The BC Transmission Corporation (BCTC) ran open houses last month regarding a proposed 287 kV power line along Highway 37 to Bob Quinn Lake. BCTC's approach to public consultation raises serious questions about whether BCTC is truly considering the needs of northern communities, and forces us to grapple with the challenge of defining an appropriate scale for northern development.
BCTC touts the power line as a way to supply reliable power for communities and for economic development, connect new sources of renewable power to the B.C. grid and reduce northern communities' reliance on polluting diesel generators. These are worthy objectives.
However, BCTC's open house in Smithers left us with more questions than answers. Who is this power intended to benefit? Will it promote new sources of renewable power? Will the line result in decreased greenhouse gas (GHG) emissions?
First, on the question of reliable power for communities: Dease Lake is currently powered by local small hydro. The 287 kV line falls over 100 kilometres short of Iskut, and even further from remote Telegraph Creek. With an approximate cost of $350 million, this line is big enough to service a city of 150,000 people. The line is dramatically out of proportion with the needs of residents along the route.
The main purpose of this line is clearly to support the expansion of mining activity in the region, something BCTC should be more transparent about. While mines bring jobs and development to northern communities, the impacts are not always benign and positive. What are the environmental, social and economic impacts of this scale of development? This question must be addressed to the satisfaction of First Nations and northerners generally. Yet recent events in Stikine Country suggest there is little consensus on northern mining projects, as local residents are fiercely opposed to some of the proposed mines.

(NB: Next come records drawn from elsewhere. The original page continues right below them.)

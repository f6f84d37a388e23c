//! Password-sealed blob printed by `strata encrypt` and read by `strata decrypt`.
//!
//! Everything needed to re-derive the key travels with the ciphertext: the KDF
//! that ran, its cost, the salt and the padding mode. Only the password is
//! secret.

use anyhow::{anyhow, Context, Result};
use base64::{engine::general_purpose::URL_SAFE_NO_PAD, Engine};
use serde::{Deserialize, Serialize};
use strata_crypto::{
    derive_from_password, CascadeCipher, CipherConfig, CryptoError, Envelope, KdfAlgorithm,
    PaddingMode, PasswordKdf, PasswordKdfMode, PasswordKdfParams, StrataConfig,
};
use zeroize::Zeroizing;

pub const SEALED_VERSION: u32 = 1;

#[derive(Debug, Clone, PartialEq, Eq, Serialize, Deserialize)]
pub struct PasswordSealed {
    pub version: u32,
    pub kdf: PasswordKdf,
    pub params: PasswordKdfParams,
    pub padding: PaddingMode,
    /// URL-safe base64, no padding.
    pub salt: String,
    /// Envelope text form.
    pub envelope: String,
}

pub fn seal(password: &str, plaintext: &[u8], config: &StrataConfig) -> Result<PasswordSealed> {
    let derived = derive_from_password(password, None, 32, &config.password_kdf)?;
    let kdf = match derived.algorithm() {
        KdfAlgorithm::Password(kdf) => kdf,
        other => return Err(anyhow!("unexpected KDF {}", other.name())),
    };
    let cipher = CascadeCipher::with_config(&derived.to_secret_key()?, config.cipher.clone())?;
    let envelope = cipher.encrypt(plaintext)?;
    tracing::debug!(kdf = kdf.name(), "sealed payload");

    let mut params = config.password_kdf.clone();
    params.mode = match kdf {
        PasswordKdf::Argon2id => PasswordKdfMode::Argon2id,
        PasswordKdf::Scrypt => PasswordKdfMode::Scrypt,
    };
    Ok(PasswordSealed {
        version: SEALED_VERSION,
        kdf,
        params,
        padding: config.cipher.padding,
        salt: URL_SAFE_NO_PAD.encode(derived.salt()),
        envelope: envelope.to_text(),
    })
}

pub fn open(password: &str, sealed: &PasswordSealed) -> Result<Zeroizing<Vec<u8>>> {
    if sealed.version != SEALED_VERSION {
        return Err(anyhow!("unsupported sealed version {}", sealed.version));
    }
    let salt = URL_SAFE_NO_PAD
        .decode(sealed.salt.trim())
        .context("salt is not valid base64")?;
    let derived = derive_from_password(password, Some(salt.as_slice()), 32, &sealed.params)?;
    if derived.algorithm() != KdfAlgorithm::Password(sealed.kdf) {
        return Err(anyhow!("sealed KDF {} does not match parameters", sealed.kdf.name()));
    }
    let cipher = CascadeCipher::with_config(
        &derived.to_secret_key()?,
        CipherConfig {
            padding: sealed.padding,
        },
    )?;
    let envelope =
        Envelope::from_text(&sealed.envelope).map_err(|_| CryptoError::DecryptionFailed)?;
    Ok(cipher.open(&envelope, &[])?)
}

#[cfg(test)]
mod tests {
    use super::*;

    fn config() -> StrataConfig {
        StrataConfig {
            password_kdf: PasswordKdfParams::insecure_fast(),
            ..StrataConfig::default()
        }
    }

    #[test]
    fn seal_open_roundtrip() {
        let sealed = seal("hunter2hunter2", b"launch codes", &config()).unwrap();
        assert_eq!(sealed.kdf, PasswordKdf::preferred());
        assert_eq!(&open("hunter2hunter2", &sealed).unwrap()[..], b"launch codes");
    }

    #[test]
    fn survives_json() {
        let sealed = seal("hunter2hunter2", b"x", &config()).unwrap();
        let json = serde_json::to_string(&sealed).unwrap();
        let parsed: PasswordSealed = serde_json::from_str(&json).unwrap();
        assert_eq!(parsed, sealed);
        assert_eq!(&open("hunter2hunter2", &parsed).unwrap()[..], b"x");
    }

    #[test]
    fn wrong_password_fails() {
        let sealed = seal("hunter2hunter2", b"x", &config()).unwrap();
        let err = open("not the password", &sealed).unwrap_err();
        assert!(err.to_string().contains("Decryption failed"));
    }

    #[test]
    fn scrypt_config_is_recorded() {
        let mut cfg = config();
        cfg.password_kdf.mode = PasswordKdfMode::Scrypt;
        cfg.cipher = CipherConfig::unpadded();
        let sealed = seal("pw", b"data", &cfg).unwrap();
        assert_eq!(sealed.kdf, PasswordKdf::Scrypt);
        assert_eq!(sealed.params.mode, PasswordKdfMode::Scrypt);
        assert_eq!(sealed.padding, PaddingMode::None);
        assert_eq!(&open("pw", &sealed).unwrap()[..], b"data");
    }

    #[test]
    fn oversized_kdf_cost_is_refused_before_derivation() {
        let mut cfg = config();
        cfg.password_kdf.mode = PasswordKdfMode::Scrypt;
        let mut sealed = seal("pw", b"data", &cfg).unwrap();
        sealed.params.scrypt.log_n = 40;
        let err = open("pw", &sealed).unwrap_err();
        assert!(matches!(
            err.downcast_ref::<CryptoError>(),
            Some(CryptoError::Config(_))
        ));

        let mut sealed = seal("pw", b"data", &config()).unwrap();
        sealed.params.argon2.memory_kib = u32::MAX;
        assert!(open("pw", &sealed).is_err());
    }

    #[test]
    fn rejects_unknown_version() {
        let mut sealed = seal("pw", b"data", &config()).unwrap();
        sealed.version = 9;
        assert!(open("pw", &sealed).is_err());
    }
}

On the second issue of new sources of renewable power: the Forrest Kerr hydro project on the Iskut River, owned by NovaGold, is the only major proposal in the works. The project - including a 138 kV line to Meziadin Junction - are approved, and will supply more than enough power to the Galore Creek Mine. Whether other renewable energy projects are in the works remains unclear, as does the question of whether a 287 kV line will encourage or hinder them. The size of BCTC's proposed power line appears to have little to do with encouraging renewable sources and a lot to do with subsidizing power to the mining industry.
On the third issue, the Pembina Institute completely supports efforts to decrease reliance on diesel power generation, particularly now that the B.C. government has committed to aggressive GHG emission reduction targets. However, a massive power line ending at Bob Quinn Lake will not help Iskut and Telegraph Creek. If reducing community emissions is really a goal, there are more practical and sustainable ways to do it.
Finally, the power line is unlikely to result in decreased GHG emissions from northwest B.C. Rather, it would enable more mines to be built. The five projects currently slated for environmental review all require diesel for hauling rock and processed ore. If one accounts for the "carbon footprint" of these mines, GHG emissions from the region are likely to go up.
Two years ago, the issue for BCTC was what size of line to develop. This is the question that BCTC should now be asking the public. BCTC has shelved its earlier proposal for a moderate sized 138 kV line in favour of this overpowering proposal. The larger line is not consistent with the needs of northerners, unless all northerners want to see massive industrial development along this relatively untrammeled part of beautiful B.C.
What is an appropriate scale of development? A scale that provides jobs and community benefits through mining development while protecting habitat for fish and wildlife, and balancing the protection of this beautiful landscape.
B.C. environmental organizations working in the north have been cautiously supportive of the Galore Creek mine proposal since the developer decided not to build a road along the Stikine River. This was a balanced decision. If BCTC's 287 kV proposal goes ahead, that balance will be lost. We believe that the scale of development permitted by this power line would place the interests of mining companies well ahead of the needs of communities.